Table of Contents
Query performance can be affected by many things. Some of these can be controlled by the user, while others are fundamental to the underlying design of the system. This chapter provides some hints about understanding and tuning Postgres Pro Shardman performance.
Performance tuning should be done during application development and include
an accurate choice of hardware (for example, estimating the number of CPUs and memory per
Postgres Pro Shardman cluster node or tuning your storage), OS tuning
(for example, tuning the swappiness parameter or network-related behavior) and DBMS tuning
(choosing efficient configuration). But first of all, an application should be
tested and tuned for distributed DBMS. This includes designing a distributed
schema (or converting an existing schema to a distributed one), tuning queries,
using connection poolers, caching and even checking performance issues
related to possible serialization errors or Postgres Pro Shardman node
outage. The design of the schema should include accurate selection of a sharding key
and a decision which tables should become global. Usually you select a sharding
key so that:
Most of the queries filter out most of sharded table partitions.
Sharded tables are colocated and all joins of sharded tables are equi-joins on the sharding key.
These rules allow Postgres Pro Shardman to efficiently exclude unused shards from queries and to push down joins to shards where the required data resides.
Each Postgres Pro Shardman node operates as a usual DBMS server,
so all standard recommendations for tuning PostgreSQL
for production load remain in place. You should select shared_buffers,
work_mem, effective_cache_size depending
on resources available to DBMS. Keep in mind that if the cluster topology is
set to cross, Repfactor
instances run on a single node w. When all cluster nodes are online, replicas
should not utilize a lot of CPUs. However, in case of node failure, masters for
Repfactor replication groups can become running on one server,
which can create significant load on it. While tuning the
max_connections parameter, note that each transaction can
initiate n-1 connections, where n is the
number of replication groups in the cluster. When Silk
is enabled, it is still true for transactions containing DML operations. When
Silk is disabled, it is also true for read-only transactions.
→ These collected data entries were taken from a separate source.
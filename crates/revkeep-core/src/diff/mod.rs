//! Version diff engine.
//!
//! Field-level deltas between committed versions, plus the batch form that
//! diffs a window of recent revisions at once and renders it as text.
//!
//! ## Entry points
//!
//! ```ignore
//! use revkeep_core::diff::{history_diff, render_history};
//!
//! let diff = history_diff(&registry, &store, None, 128, None)?;
//! println!("{}", render_history(&diff, registry.catalog(), &store)?);
//! ```
//!
//! ## Guarantees
//!
//! - **Determinism**: revisions are keyed by id and fields follow the
//!   registered whitelist order.
//! - **Datetime noise suppression**: two datetimes within the same whole
//!   second are never reported as a change.
//! - **Window approximation**: inside `history_diff` a change is compared to
//!   the adjacent version of the same object in the window; when that is not
//!   available it is reported as "Add or Change" against nothing.

pub mod engine;
pub mod human_summary;
pub mod model;

pub use engine::{diff_version, field_diff, history_diff};
pub use human_summary::render_history;
pub use model::{ChangeKind, DiffValue, FieldChange, HistoryDiff, RevisionDiff, VersionDiff};
use thiserror::Error;

/// Result type alias using RevkeepError
pub type Result<T> = std::result::Result<T, RevkeepError>;

// ========== Error Facility ==========

/// Canonical error kind taxonomy
///
/// A stable, structured classification of every error the engine, the
/// SQLite backend and the CLI can surface. Each kind maps to a stable error
/// code usable for programmatic handling, log assertions and exit reporting.
#[derive(Debug, Clone, Copy, PartialEq, Eq)]
pub enum ExErrorKind {
    // Scope
    NotInScope,

    // Registry / catalog
    NotRegistered,
    AlreadyRegistered,
    UnknownType,
    UnknownField,
    InvalidRelationship,

    // Validation
    MissingKey,
    UnknownFormat,
    EmptyRevision,

    // Lookup
    NotFound,

    // Commit
    /// A deleted object reached the commit without its frozen payload, or a
    /// live closure entry is still marked as deleted
    InvariantViolation,

    // Integration
    Serialization,
    Persistence,
    Migration,
}

impl ExErrorKind {
    /// Get the stable error code for this kind
    pub fn code(&self) -> &'static str {
        match self {
            ExErrorKind::NotInScope => "ERR_NOT_IN_SCOPE",
            ExErrorKind::NotRegistered => "ERR_NOT_REGISTERED",
            ExErrorKind::AlreadyRegistered => "ERR_ALREADY_REGISTERED",
            ExErrorKind::UnknownType => "ERR_UNKNOWN_TYPE",
            ExErrorKind::UnknownField => "ERR_UNKNOWN_FIELD",
            ExErrorKind::InvalidRelationship => "ERR_INVALID_RELATIONSHIP",
            ExErrorKind::MissingKey => "ERR_MISSING_KEY",
            ExErrorKind::UnknownFormat => "ERR_UNKNOWN_FORMAT",
            ExErrorKind::EmptyRevision => "ERR_EMPTY_REVISION",
            ExErrorKind::NotFound => "ERR_NOT_FOUND",
            ExErrorKind::InvariantViolation => "ERR_INVARIANT_VIOLATION",
            ExErrorKind::Serialization => "ERR_SERIALIZATION",
            ExErrorKind::Persistence => "ERR_PERSISTENCE",
            ExErrorKind::Migration => "ERR_MIGRATION",
        }
    }
}

/// Canonical structured error type
///
/// Classification fields for programmatic handling plus context for
/// debugging. Every [`RevkeepError`] converts into one.
#[derive(Debug, Clone)]
pub struct ExError {
    kind: ExErrorKind,
    op: Option<String>,
    entity_id: Option<String>,
    message: String,
}

impl ExError {
    /// Create a new error with the specified kind
    pub fn new(kind: ExErrorKind) -> Self {
        Self {
            kind,
            op: None,
            entity_id: None,
            message: String::new(),
        }
    }

    /// Add operation context
    pub fn with_op(mut self, op: impl Into<String>) -> Self {
        self.op = Some(op.into());
        self
    }

    /// Add entity context (an object ref, revision id or type name)
    pub fn with_entity_id(mut self, id: impl Into<String>) -> Self {
        self.entity_id = Some(id.into());
        self
    }

    /// Add custom message
    pub fn with_message(mut self, message: impl Into<String>) -> Self {
        self.message = message.into();
        self
    }

    /// Get the error kind
    pub fn kind(&self) -> ExErrorKind {
        self.kind
    }

    /// Get the stable error code
    pub fn code(&self) -> &'static str {
        self.kind.code()
    }

    /// Get the operation context, if any
    pub fn op(&self) -> Option<&str> {
        self.op.as_deref()
    }

    /// Get the entity context, if any
    pub fn entity_id(&self) -> Option<&str> {
        self.entity_id.as_deref()
    }

    /// Get the error message
    pub fn message(&self) -> &str {
        &self.message
    }
}

impl std::fmt::Display for ExError {
    fn fmt(&self, f: &mut std::fmt::Formatter<'_>) -> std::fmt::Result {
        write!(f, "[{}]", self.code())?;
        if let Some(op) = &self.op {
            write!(f, " in operation '{}'", op)?;
        }
        if !self.message.is_empty() {
            write!(f, ": {}", self.message)?;
        }
        if let Some(entity_id) = &self.entity_id {
            write!(f, " (entity_id: {})", entity_id)?;
        }
        Ok(())
    }
}

impl std::error::Error for ExError {}

// ========== End Error Facility ==========

/// Error taxonomy for revision capture, diffing and persistence
#[derive(Error, Debug, Clone, PartialEq)]
pub enum RevkeepError {
    // ===== Scope =====
    /// A tracker operation was called with no revision scope active
    #[error("There is no active revision for this context")]
    NotInScope,

    // ===== Registry =====
    #[error("Type {type_name} has not been registered for versioning")]
    NotRegistered { type_name: String },

    #[error("Type {type_name} has already been registered for versioning")]
    AlreadyRegistered { type_name: String },

    #[error("Unknown record type: {type_name}")]
    UnknownType { type_name: String },

    #[error("Type {type_name} has no field {field}")]
    UnknownField { type_name: String, field: String },

    /// A follow name or stored value does not describe a relationship
    #[error("Cannot follow relationship {relationship}, unexpected value: {found}")]
    InvalidRelationship { relationship: String, found: String },

    // ===== Commit =====
    #[error("Deletion invariant violated for {object}: {reason}")]
    DeletionInvariantViolation { object: String, reason: String },

    #[error("A revision must contain at least one version")]
    EmptyRevision,

    // ===== Validation =====
    #[error("Record of type {type_name} has no key; save it before tracking")]
    MissingKey { type_name: String },

    #[error("Unknown serialization format: {format}")]
    UnknownFormat { format: String },

    // ===== Lookup =====
    #[error("Revision not found: {revision_id}")]
    RevisionNotFound { revision_id: i64 },

    #[error("Version not found: {reason}")]
    VersionNotFound { reason: String },

    // ===== Integration =====
    #[error("Serialization error: {message}")]
    Serialization { message: String },

    #[error("Persistence error in {op}: {message}")]
    Persistence { op: String, message: String },
}

impl From<RevkeepError> for ExError {
    fn from(err: RevkeepError) -> Self {
        match err {
            RevkeepError::NotInScope => ExError::new(ExErrorKind::NotInScope)
                .with_message("There is no active revision for this context"),

            RevkeepError::NotRegistered { type_name } => ExError::new(ExErrorKind::NotRegistered)
                .with_entity_id(type_name)
                .with_message("Type has not been registered for versioning"),

            RevkeepError::AlreadyRegistered { type_name } => {
                ExError::new(ExErrorKind::AlreadyRegistered)
                    .with_entity_id(type_name)
                    .with_message("Type has already been registered for versioning")
            }

            RevkeepError::UnknownType { type_name } => ExError::new(ExErrorKind::UnknownType)
                .with_entity_id(type_name)
                .with_message("Unknown record type"),

            RevkeepError::UnknownField { type_name, field } => {
                ExError::new(ExErrorKind::UnknownField)
                    .with_entity_id(type_name)
                    .with_message(format!("No field {}", field))
            }

            RevkeepError::InvalidRelationship {
                relationship,
                found,
            } => ExError::new(ExErrorKind::InvalidRelationship)
                .with_entity_id(relationship)
                .with_message(format!("Cannot follow relationship, found: {}", found)),

            RevkeepError::DeletionInvariantViolation { object, reason } => {
                ExError::new(ExErrorKind::InvariantViolation)
                    .with_op("commit_revision")
                    .with_entity_id(object)
                    .with_message(reason)
            }

            RevkeepError::EmptyRevision => ExError::new(ExErrorKind::EmptyRevision)
                .with_message("A revision must contain at least one version"),

            RevkeepError::MissingKey { type_name } => ExError::new(ExErrorKind::MissingKey)
                .with_entity_id(type_name)
                .with_message("Record has no key"),

            RevkeepError::UnknownFormat { format } => ExError::new(ExErrorKind::UnknownFormat)
                .with_message(format!("Unknown serialization format: {}", format)),

            RevkeepError::RevisionNotFound { revision_id } => ExError::new(ExErrorKind::NotFound)
                .with_entity_id(revision_id.to_string())
                .with_message("Revision not found"),

            RevkeepError::VersionNotFound { reason } => {
                ExError::new(ExErrorKind::NotFound).with_message(reason)
            }

            RevkeepError::Serialization { message } => {
                ExError::new(ExErrorKind::Serialization).with_message(message)
            }

            RevkeepError::Persistence { op, message } => {
                let kind = if op.starts_with("migration") {
                    ExErrorKind::Migration
                } else {
                    ExErrorKind::Persistence
                };
                ExError::new(kind).with_op(op).with_message(message)
            }
        }
    }
}

impl From<serde_json::Error> for RevkeepError {
    fn from(err: serde_json::Error) -> Self {
        RevkeepError::Serialization {
            message: err.to_string(),
        }
    }
}

impl From<serde_yaml::Error> for RevkeepError {
    fn from(err: serde_yaml::Error) -> Self {
        RevkeepError::Serialization {
            message: err.to_string(),
        }
    }
}

#[cfg(test)]
mod tests {
    use super::*;

    #[test]
    fn test_domain_errors_map_to_stable_codes() {
        let cases = [
            (RevkeepError::NotInScope, "ERR_NOT_IN_SCOPE"),
            (
                RevkeepError::NotRegistered {
                    type_name: "Page".into(),
                },
                "ERR_NOT_REGISTERED",
            ),
            (
                RevkeepError::DeletionInvariantViolation {
                    object: "Page:1".into(),
                    reason: "no frozen payload".into(),
                },
                "ERR_INVARIANT_VIOLATION",
            ),
            (
                RevkeepError::RevisionNotFound { revision_id: 9 },
                "ERR_NOT_FOUND",
            ),
            (RevkeepError::EmptyRevision, "ERR_EMPTY_REVISION"),
        ];
        for (err, expected_code) in cases {
            let ex: ExError = err.clone().into();
            assert_eq!(ex.code(), expected_code, "Wrong code for {:?}", err);
        }
    }

    #[test]
    fn test_migration_persistence_errors_get_migration_kind() {
        let ex: ExError = RevkeepError::Persistence {
            op: "migration_apply".into(),
            message: "boom".into(),
        }
        .into();
        assert_eq!(ex.kind(), ExErrorKind::Migration);
        assert_eq!(ex.op(), Some("migration_apply"));
    }

    #[test]
    fn test_ex_error_display_includes_context() {
        let ex = ExError::new(ExErrorKind::NotFound)
            .with_op("revert_revision")
            .with_entity_id("12")
            .with_message("Revision not found");
        assert_eq!(
            ex.to_string(),
            "[ERR_NOT_FOUND] in operation 'revert_revision': Revision not found (entity_id: 12)"
        );
    }

    #[test]
    fn test_invalid_relationship_message() {
        let err = RevkeepError::InvalidRelationship {
            relationship: "Page.title".into(),
            found: "text".into(),
        };
        assert_eq!(
            err.to_string(),
            "Cannot follow relationship Page.title, unexpected value: text"
        );
    }
}
use std::sync::Arc;

use revkeep_core::model::{FieldDef, FieldKind};
use revkeep_core::{
    Catalog, MemoryStore, Record, RecordStore, RegisterOptions, Registry, RevisionManager,
    TypeSchema,
};

/// A small publishing catalog
///
/// - `User` is the actor type
/// - `Page` references its author and a set of tags; notes point back at it
/// - `Restaurant` is a composite entity extending `Place`
/// - `PageProxy` shares storage with `Page`
#[allow(dead_code)]
pub fn catalog() -> Catalog {
    Catalog::new()
        .with(
            TypeSchema::new("User")
                .actor()
                .repr_field("username")
                .field("username", FieldKind::Text),
        )
        .with(
            TypeSchema::new("Tag")
                .repr_field("name")
                .field("name", FieldKind::Text),
        )
        .with(
            TypeSchema::new("Page")
                .repr_field("name")
                .field("name", FieldKind::Text)
                .field("published", FieldKind::DateTime)
                .reference("author", "User")
                .reference_set("tags", "Tag"),
        )
        .with(
            TypeSchema::new("Note")
                .field("text", FieldKind::Text)
                .field_def(
                    FieldDef::new(
                        "page",
                        FieldKind::Reference {
                            target: "Page".into(),
                        },
                    )
                    .related_name("notes"),
                ),
        )
        .with(TypeSchema::new("PageProxy").proxy_for("Page"))
        .with(
            TypeSchema::new("Place")
                .repr_field("address")
                .field("address", FieldKind::Text),
        )
        .with(
            TypeSchema::new("Restaurant")
                .inherits("Place", "place_ptr")
                .field("cuisine", FieldKind::Text),
        )
}

/// Registry with every content type registered
///
/// Pages follow their tags and notes; notes follow their page, so the
/// relationship graph holds a cycle.
#[allow(dead_code)]
pub fn registry() -> Registry {
    let mut registry = Registry::new(Arc::new(catalog()));
    registry.register("Tag", RegisterOptions::new()).unwrap();
    registry
        .register("Page", RegisterOptions::new().follow(["tags", "notes"]))
        .unwrap();
    registry
        .register("Note", RegisterOptions::new().follow(["page"]))
        .unwrap();
    registry.register("PageProxy", RegisterOptions::new()).unwrap();
    registry.register("Place", RegisterOptions::new()).unwrap();
    registry.register("Restaurant", RegisterOptions::new()).unwrap();
    registry
}

/// Fresh manager and empty store over [`registry`]
#[allow(dead_code)]
pub fn setup() -> (RevisionManager, MemoryStore) {
    let registry = registry();
    let store = MemoryStore::new(registry.catalog_arc());
    (RevisionManager::new(Arc::new(registry)), store)
}

/// Save without tracking
#[allow(dead_code)]
pub fn insert(store: &mut MemoryStore, mut record: Record) -> Record {
    store.save(&mut record).unwrap();
    record
}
Other parameters, which you perhaps would like to tune, are foreign server
options. They can be set in FDWOptions section of
Postgres Pro Shardman configuration file.
Parameters that significantly affect Postgres Pro Shardman
performance are fetch_size, batch_size
and async_capable. When Silk
transport is not enabled, fetch_size determines the number
of records that are fetched from a remote server at once. When Silk
transport is enabled, fetch_size currently does not have
significant impact on the query execution. batch_size
specifies how many rows can be combined in a single remote INSERT
operation for a sharded table. async_capable allows asynchronous execution
and should always be turned on (which is the default).
The shardman.gt_batch_size configuration parameter
allows you to optimize the size of an intermediate buffer for
INSERT and DELETE operations on global
tables.